§ **Dataset records**
──────────
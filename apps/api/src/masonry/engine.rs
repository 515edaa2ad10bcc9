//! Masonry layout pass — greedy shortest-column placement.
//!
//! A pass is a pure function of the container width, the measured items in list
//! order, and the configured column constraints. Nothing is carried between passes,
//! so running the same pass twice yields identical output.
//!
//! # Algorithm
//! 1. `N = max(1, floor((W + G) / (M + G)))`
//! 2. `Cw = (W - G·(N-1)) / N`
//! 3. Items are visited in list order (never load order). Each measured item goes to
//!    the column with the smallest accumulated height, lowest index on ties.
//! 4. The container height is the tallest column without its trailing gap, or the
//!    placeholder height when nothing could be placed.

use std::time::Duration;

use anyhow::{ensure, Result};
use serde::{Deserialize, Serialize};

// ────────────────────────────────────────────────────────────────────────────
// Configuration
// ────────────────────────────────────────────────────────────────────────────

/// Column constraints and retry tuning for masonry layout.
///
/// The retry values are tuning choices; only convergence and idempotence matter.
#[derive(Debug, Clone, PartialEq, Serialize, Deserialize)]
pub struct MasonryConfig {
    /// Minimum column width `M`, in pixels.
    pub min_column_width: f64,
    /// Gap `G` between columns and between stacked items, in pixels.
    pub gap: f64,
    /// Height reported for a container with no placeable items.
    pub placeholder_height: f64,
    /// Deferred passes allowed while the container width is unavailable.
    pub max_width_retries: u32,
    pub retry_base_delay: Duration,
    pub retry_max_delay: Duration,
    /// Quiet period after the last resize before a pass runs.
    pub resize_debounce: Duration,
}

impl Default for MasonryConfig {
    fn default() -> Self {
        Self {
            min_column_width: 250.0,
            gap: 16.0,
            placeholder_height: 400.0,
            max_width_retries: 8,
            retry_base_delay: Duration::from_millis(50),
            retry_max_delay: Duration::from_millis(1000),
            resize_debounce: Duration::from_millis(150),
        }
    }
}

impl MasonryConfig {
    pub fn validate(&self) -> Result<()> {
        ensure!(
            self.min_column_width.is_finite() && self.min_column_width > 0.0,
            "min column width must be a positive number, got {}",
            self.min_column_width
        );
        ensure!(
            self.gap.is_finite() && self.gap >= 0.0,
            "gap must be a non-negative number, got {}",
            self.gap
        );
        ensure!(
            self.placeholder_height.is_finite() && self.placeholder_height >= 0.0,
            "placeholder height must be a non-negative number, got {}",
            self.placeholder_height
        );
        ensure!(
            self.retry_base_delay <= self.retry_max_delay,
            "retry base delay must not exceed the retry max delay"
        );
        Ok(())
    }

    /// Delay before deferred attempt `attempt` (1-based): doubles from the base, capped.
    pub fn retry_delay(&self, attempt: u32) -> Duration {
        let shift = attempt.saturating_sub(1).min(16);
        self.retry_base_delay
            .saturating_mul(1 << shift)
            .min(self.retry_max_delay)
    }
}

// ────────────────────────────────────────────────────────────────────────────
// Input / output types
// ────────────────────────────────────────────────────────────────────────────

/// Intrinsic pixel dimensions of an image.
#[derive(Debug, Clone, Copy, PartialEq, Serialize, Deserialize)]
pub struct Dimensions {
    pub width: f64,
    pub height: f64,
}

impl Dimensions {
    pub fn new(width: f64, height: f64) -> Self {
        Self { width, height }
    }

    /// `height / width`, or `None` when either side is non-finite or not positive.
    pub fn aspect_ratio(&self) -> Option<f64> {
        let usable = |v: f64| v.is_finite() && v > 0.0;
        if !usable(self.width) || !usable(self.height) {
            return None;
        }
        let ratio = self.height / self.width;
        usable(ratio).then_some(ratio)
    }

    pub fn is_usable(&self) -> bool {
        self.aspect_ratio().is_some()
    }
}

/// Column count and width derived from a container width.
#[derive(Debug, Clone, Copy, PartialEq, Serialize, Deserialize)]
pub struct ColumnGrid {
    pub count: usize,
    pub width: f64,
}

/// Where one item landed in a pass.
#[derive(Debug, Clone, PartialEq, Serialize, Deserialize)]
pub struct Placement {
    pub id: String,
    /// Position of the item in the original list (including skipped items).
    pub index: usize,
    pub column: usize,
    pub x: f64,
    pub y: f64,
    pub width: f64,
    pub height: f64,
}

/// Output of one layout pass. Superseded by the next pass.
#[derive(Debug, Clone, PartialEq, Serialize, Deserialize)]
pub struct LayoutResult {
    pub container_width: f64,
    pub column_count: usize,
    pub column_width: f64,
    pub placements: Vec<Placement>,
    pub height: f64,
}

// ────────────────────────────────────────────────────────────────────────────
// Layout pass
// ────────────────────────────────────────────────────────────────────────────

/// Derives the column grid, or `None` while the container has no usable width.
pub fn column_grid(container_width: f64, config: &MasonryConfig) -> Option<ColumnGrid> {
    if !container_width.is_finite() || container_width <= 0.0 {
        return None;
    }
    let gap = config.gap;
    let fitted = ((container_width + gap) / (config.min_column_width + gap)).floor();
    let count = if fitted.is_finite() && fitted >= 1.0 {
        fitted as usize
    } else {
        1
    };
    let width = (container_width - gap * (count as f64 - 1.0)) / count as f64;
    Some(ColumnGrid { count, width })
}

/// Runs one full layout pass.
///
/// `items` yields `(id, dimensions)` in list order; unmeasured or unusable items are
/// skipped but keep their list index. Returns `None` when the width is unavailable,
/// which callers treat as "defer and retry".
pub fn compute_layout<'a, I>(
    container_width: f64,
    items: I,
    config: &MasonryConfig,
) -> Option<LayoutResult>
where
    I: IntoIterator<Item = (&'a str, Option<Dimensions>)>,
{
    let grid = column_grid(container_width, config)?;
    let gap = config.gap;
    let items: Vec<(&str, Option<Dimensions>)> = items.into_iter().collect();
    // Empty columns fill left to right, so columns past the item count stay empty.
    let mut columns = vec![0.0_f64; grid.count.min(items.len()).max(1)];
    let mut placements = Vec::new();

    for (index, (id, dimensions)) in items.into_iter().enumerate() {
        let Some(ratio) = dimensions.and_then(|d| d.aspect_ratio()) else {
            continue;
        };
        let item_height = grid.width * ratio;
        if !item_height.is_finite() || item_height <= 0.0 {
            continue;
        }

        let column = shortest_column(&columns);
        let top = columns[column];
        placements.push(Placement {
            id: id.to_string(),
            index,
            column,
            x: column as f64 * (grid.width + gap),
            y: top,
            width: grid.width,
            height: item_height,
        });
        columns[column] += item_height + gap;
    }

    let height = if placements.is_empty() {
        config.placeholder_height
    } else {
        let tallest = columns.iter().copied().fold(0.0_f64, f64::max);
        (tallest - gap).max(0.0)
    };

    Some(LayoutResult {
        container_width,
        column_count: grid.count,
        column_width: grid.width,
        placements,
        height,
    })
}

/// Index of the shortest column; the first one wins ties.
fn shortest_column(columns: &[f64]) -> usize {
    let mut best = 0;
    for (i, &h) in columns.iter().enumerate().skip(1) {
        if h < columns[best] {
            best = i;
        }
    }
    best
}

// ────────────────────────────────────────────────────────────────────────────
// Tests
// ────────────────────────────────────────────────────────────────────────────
──────────
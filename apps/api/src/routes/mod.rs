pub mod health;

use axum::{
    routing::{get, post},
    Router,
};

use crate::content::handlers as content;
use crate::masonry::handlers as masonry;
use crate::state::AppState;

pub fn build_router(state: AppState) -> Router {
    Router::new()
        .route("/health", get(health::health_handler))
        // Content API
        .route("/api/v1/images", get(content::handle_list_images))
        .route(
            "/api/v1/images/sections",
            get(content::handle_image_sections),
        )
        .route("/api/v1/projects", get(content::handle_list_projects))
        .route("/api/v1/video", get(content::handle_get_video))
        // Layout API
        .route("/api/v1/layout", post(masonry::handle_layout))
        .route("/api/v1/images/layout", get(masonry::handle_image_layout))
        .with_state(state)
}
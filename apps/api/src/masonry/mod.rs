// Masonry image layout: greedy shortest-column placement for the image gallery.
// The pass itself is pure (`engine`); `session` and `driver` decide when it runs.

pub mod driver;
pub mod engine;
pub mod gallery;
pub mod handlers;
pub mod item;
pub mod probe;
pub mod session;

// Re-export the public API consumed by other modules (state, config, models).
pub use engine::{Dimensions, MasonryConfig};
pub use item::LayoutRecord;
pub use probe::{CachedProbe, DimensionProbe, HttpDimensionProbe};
──────────
§ **What needs to be done**
Of the lines above, show those in which "session" appears.

§ **Answer below**
// The pass itself is pure (`engine`); `session` and `driver` decide when it runs.
pub mod session;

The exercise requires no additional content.